===== Exercise material

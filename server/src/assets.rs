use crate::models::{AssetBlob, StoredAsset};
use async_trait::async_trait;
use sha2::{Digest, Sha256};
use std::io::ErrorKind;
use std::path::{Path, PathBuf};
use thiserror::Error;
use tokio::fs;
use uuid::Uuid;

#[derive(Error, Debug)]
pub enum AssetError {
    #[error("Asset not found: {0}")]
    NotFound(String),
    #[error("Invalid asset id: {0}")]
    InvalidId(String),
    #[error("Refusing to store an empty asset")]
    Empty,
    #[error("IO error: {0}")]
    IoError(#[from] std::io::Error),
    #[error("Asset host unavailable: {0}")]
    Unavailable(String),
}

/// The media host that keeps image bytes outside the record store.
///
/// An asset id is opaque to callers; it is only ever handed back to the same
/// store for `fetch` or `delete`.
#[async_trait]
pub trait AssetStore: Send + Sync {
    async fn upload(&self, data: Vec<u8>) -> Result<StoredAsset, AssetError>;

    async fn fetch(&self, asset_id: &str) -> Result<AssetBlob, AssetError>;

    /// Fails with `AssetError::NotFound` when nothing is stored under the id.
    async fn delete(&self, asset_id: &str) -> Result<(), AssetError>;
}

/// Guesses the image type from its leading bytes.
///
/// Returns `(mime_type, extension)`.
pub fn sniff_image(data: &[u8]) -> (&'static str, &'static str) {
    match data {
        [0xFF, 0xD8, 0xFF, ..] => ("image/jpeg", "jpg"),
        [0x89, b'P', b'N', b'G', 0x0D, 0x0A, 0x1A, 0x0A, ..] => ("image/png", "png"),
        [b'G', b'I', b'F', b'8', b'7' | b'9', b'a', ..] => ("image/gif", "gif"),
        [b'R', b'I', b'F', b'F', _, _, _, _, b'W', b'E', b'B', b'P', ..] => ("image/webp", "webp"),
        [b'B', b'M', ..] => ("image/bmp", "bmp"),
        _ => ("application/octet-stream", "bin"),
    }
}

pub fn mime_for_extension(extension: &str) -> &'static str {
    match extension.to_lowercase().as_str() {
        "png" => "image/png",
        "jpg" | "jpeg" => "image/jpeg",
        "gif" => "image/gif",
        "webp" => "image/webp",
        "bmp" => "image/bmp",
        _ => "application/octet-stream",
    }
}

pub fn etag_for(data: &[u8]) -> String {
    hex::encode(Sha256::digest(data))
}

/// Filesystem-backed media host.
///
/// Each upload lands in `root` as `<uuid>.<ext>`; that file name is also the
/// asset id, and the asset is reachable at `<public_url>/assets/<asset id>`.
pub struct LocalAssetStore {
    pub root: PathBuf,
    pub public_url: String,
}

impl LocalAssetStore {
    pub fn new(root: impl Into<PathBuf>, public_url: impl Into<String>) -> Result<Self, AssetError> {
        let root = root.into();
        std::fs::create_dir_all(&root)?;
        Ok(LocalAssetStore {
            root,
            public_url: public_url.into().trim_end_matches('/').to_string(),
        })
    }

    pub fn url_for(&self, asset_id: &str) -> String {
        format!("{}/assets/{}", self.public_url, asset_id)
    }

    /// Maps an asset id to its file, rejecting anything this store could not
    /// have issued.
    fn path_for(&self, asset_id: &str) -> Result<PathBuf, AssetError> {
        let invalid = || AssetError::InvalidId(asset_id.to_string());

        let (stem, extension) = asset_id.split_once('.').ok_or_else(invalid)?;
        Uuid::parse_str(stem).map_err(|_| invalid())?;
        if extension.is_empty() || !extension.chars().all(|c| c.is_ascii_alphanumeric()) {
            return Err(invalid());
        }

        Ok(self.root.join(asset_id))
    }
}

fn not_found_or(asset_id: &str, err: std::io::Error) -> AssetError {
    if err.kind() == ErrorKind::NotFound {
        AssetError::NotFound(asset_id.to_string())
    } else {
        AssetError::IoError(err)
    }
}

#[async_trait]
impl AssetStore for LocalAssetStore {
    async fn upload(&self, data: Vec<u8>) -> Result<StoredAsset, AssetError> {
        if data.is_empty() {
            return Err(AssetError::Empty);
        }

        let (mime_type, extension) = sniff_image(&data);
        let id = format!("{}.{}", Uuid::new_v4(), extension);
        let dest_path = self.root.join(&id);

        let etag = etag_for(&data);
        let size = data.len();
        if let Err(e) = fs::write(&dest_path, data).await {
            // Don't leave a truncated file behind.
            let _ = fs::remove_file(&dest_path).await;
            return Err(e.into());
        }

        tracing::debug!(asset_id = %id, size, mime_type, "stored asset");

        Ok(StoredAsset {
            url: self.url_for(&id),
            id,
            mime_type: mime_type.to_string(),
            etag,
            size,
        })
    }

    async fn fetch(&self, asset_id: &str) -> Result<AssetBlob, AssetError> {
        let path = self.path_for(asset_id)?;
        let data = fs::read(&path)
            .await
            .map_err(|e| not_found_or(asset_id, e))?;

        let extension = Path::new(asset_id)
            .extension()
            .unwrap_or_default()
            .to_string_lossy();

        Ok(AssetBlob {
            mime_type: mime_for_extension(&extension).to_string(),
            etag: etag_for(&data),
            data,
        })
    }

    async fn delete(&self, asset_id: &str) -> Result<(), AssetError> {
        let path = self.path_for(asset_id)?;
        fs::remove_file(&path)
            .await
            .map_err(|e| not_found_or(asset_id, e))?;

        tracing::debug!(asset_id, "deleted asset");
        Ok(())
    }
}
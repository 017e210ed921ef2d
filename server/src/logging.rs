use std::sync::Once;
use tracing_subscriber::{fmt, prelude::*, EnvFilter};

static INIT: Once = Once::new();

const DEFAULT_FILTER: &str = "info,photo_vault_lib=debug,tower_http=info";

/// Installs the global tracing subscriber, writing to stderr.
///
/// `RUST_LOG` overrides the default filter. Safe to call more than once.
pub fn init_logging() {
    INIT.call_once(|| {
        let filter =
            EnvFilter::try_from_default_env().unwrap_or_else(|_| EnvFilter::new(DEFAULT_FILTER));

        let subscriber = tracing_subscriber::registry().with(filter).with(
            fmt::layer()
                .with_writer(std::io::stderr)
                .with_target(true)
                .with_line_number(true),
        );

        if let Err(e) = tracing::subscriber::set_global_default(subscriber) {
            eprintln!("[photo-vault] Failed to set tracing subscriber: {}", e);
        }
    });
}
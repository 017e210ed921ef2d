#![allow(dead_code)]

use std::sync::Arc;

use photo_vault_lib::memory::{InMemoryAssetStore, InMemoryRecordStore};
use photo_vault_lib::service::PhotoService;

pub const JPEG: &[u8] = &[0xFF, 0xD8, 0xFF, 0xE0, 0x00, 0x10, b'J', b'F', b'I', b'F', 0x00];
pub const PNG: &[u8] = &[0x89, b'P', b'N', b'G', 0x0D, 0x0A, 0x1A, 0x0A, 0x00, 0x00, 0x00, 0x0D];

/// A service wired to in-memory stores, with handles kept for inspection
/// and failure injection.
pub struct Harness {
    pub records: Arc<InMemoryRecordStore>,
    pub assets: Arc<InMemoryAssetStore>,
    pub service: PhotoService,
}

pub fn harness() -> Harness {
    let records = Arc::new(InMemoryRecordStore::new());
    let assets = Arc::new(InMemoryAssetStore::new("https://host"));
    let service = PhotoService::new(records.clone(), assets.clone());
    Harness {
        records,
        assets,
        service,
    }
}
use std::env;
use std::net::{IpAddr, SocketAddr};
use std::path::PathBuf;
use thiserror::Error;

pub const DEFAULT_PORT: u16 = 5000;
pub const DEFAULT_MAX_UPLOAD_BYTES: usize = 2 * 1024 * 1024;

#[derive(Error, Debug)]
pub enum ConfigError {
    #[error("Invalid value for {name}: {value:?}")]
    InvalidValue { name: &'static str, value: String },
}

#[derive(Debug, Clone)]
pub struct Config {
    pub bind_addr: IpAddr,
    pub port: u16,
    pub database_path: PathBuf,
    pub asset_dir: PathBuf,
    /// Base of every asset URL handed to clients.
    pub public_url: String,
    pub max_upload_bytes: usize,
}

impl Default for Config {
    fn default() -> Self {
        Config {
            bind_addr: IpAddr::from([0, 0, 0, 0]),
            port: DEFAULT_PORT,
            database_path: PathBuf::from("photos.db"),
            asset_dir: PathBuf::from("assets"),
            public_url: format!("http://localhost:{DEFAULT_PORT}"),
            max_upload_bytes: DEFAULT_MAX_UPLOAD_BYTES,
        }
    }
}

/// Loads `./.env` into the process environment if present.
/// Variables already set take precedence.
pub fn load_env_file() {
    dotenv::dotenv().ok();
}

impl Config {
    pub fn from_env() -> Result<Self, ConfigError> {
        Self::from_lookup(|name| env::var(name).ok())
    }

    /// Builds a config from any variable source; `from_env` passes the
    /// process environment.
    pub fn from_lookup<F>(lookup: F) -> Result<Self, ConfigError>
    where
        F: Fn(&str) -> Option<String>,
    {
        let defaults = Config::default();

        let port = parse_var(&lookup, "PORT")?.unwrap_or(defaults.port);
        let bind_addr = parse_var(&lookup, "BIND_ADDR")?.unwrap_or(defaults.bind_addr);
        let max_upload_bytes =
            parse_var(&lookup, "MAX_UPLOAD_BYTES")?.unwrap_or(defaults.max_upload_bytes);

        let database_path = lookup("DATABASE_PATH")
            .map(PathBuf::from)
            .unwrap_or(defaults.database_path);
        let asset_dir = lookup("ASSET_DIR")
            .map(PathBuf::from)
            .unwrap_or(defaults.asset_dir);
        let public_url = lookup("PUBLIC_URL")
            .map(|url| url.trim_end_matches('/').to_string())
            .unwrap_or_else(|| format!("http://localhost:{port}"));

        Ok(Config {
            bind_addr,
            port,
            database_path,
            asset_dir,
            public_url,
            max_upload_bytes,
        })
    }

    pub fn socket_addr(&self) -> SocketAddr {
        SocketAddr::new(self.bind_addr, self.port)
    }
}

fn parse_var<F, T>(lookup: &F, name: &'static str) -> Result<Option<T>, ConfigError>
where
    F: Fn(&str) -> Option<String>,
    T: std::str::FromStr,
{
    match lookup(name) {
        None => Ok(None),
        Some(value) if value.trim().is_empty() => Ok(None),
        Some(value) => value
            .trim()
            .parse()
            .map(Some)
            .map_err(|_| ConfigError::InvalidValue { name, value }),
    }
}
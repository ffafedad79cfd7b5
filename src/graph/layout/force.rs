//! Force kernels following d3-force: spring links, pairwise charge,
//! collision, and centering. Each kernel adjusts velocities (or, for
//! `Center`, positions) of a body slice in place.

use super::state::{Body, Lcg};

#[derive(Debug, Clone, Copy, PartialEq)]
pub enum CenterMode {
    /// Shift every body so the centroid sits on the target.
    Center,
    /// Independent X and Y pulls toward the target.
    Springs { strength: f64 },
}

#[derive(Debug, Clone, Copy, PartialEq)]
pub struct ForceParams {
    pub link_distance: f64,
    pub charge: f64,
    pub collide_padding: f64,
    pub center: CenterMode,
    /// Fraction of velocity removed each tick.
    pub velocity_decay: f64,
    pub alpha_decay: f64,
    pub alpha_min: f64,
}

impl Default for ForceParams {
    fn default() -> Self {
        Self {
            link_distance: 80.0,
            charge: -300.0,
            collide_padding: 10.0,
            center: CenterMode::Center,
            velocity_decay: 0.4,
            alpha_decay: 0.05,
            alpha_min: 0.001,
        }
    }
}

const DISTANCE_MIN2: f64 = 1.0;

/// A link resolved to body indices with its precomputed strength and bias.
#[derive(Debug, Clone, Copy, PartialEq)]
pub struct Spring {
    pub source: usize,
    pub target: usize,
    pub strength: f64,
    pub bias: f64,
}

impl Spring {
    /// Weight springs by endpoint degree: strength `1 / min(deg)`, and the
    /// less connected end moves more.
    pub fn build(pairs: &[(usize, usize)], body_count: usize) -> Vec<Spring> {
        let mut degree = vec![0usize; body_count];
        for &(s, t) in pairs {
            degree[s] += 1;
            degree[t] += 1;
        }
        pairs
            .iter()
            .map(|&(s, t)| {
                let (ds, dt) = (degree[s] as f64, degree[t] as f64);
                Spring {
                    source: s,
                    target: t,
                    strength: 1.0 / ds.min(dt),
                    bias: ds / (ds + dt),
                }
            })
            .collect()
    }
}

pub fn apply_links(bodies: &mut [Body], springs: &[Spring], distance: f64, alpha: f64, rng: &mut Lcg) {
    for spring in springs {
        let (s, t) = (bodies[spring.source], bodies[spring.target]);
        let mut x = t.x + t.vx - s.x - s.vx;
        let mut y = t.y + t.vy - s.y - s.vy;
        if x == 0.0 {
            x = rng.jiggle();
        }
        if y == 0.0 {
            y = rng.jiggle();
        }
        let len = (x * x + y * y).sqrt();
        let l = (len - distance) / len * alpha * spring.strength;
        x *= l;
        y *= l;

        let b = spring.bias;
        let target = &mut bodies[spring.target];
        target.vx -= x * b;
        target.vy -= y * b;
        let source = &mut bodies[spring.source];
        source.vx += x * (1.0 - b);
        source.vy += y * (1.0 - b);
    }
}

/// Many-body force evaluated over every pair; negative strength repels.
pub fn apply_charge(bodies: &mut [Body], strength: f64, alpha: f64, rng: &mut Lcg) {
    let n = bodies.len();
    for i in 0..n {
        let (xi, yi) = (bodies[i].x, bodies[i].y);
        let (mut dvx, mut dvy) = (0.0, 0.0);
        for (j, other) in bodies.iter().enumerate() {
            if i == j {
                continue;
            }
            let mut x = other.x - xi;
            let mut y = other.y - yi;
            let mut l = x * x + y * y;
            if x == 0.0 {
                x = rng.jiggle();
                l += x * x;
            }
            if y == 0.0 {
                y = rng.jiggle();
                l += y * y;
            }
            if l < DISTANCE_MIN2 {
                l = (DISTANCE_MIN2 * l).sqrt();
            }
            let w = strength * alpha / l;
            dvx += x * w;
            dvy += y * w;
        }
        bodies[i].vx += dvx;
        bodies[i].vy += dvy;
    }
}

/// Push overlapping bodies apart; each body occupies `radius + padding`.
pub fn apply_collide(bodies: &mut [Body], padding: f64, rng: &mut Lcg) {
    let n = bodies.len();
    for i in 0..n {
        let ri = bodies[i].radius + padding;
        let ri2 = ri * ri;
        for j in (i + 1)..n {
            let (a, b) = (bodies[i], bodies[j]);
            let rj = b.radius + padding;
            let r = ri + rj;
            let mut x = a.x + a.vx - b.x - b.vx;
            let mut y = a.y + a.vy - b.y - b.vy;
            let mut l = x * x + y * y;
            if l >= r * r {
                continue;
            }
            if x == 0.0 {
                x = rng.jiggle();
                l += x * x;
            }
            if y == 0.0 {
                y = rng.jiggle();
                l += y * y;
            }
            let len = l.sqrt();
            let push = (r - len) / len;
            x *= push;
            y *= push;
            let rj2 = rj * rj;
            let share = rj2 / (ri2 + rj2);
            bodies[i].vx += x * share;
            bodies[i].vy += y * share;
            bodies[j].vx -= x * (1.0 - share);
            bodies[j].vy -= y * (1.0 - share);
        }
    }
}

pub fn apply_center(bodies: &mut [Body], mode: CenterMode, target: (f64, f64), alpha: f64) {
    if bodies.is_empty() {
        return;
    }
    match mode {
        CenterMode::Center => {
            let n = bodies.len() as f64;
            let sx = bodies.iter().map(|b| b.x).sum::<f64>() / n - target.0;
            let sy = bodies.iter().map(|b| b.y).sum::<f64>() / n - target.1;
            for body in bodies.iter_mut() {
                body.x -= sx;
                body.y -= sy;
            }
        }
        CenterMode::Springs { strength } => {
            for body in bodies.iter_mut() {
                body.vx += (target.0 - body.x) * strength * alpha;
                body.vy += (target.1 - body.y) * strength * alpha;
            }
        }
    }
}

==========

**What the exercise asks**. Above are the lines; repeat exactly the ones from the line containing "pub fn load_env_file()" down to the line containing "slice in place.", both inclusive.

**Written solution**.
pub fn load_env_file() {
    dotenv::dotenv().ok();
}

impl Config {
    pub fn from_env() -> Result<Self, ConfigError> {
        Self::from_lookup(|name| env::var(name).ok())
    }

    /// Builds a config from any variable source; `from_env` passes the
    /// process environment.
    pub fn from_lookup<F>(lookup: F) -> Result<Self, ConfigError>
    where
        F: Fn(&str) -> Option<String>,
    {
        let defaults = Config::default();

        let port = parse_var(&lookup, "PORT")?.unwrap_or(defaults.port);
        let bind_addr = parse_var(&lookup, "BIND_ADDR")?.unwrap_or(defaults.bind_addr);
        let max_upload_bytes =
            parse_var(&lookup, "MAX_UPLOAD_BYTES")?.unwrap_or(defaults.max_upload_bytes);

        let database_path = lookup("DATABASE_PATH")
            .map(PathBuf::from)
            .unwrap_or(defaults.database_path);
        let asset_dir = lookup("ASSET_DIR")
            .map(PathBuf::from)
            .unwrap_or(defaults.asset_dir);
        let public_url = lookup("PUBLIC_URL")
            .map(|url| url.trim_end_matches('/').to_string())
            .unwrap_or_else(|| format!("http://localhost:{port}"));

        Ok(Config {
            bind_addr,
            port,
            database_path,
            asset_dir,
            public_url,
            max_upload_bytes,
        })
    }

    pub fn socket_addr(&self) -> SocketAddr {
        SocketAddr::new(self.bind_addr, self.port)
    }
}

fn parse_var<F, T>(lookup: &F, name: &'static str) -> Result<Option<T>, ConfigError>
where
    F: Fn(&str) -> Option<String>,
    T: std::str::FromStr,
{
    match lookup(name) {
        None => Ok(None),
        Some(value) if value.trim().is_empty() => Ok(None),
        Some(value) => value
            .trim()
            .parse()
            .map(Some)
            .map_err(|_| ConfigError::InvalidValue { name, value }),
    }
}
repository ffafedad79cfd7b5
filename src/graph/layout/force.rs
//! Force kernels following d3-force: spring links, pairwise charge,
//! collision, and centering. Each kernel adjusts velocities (or, for
//! `Center`, positions) of a body slice in place.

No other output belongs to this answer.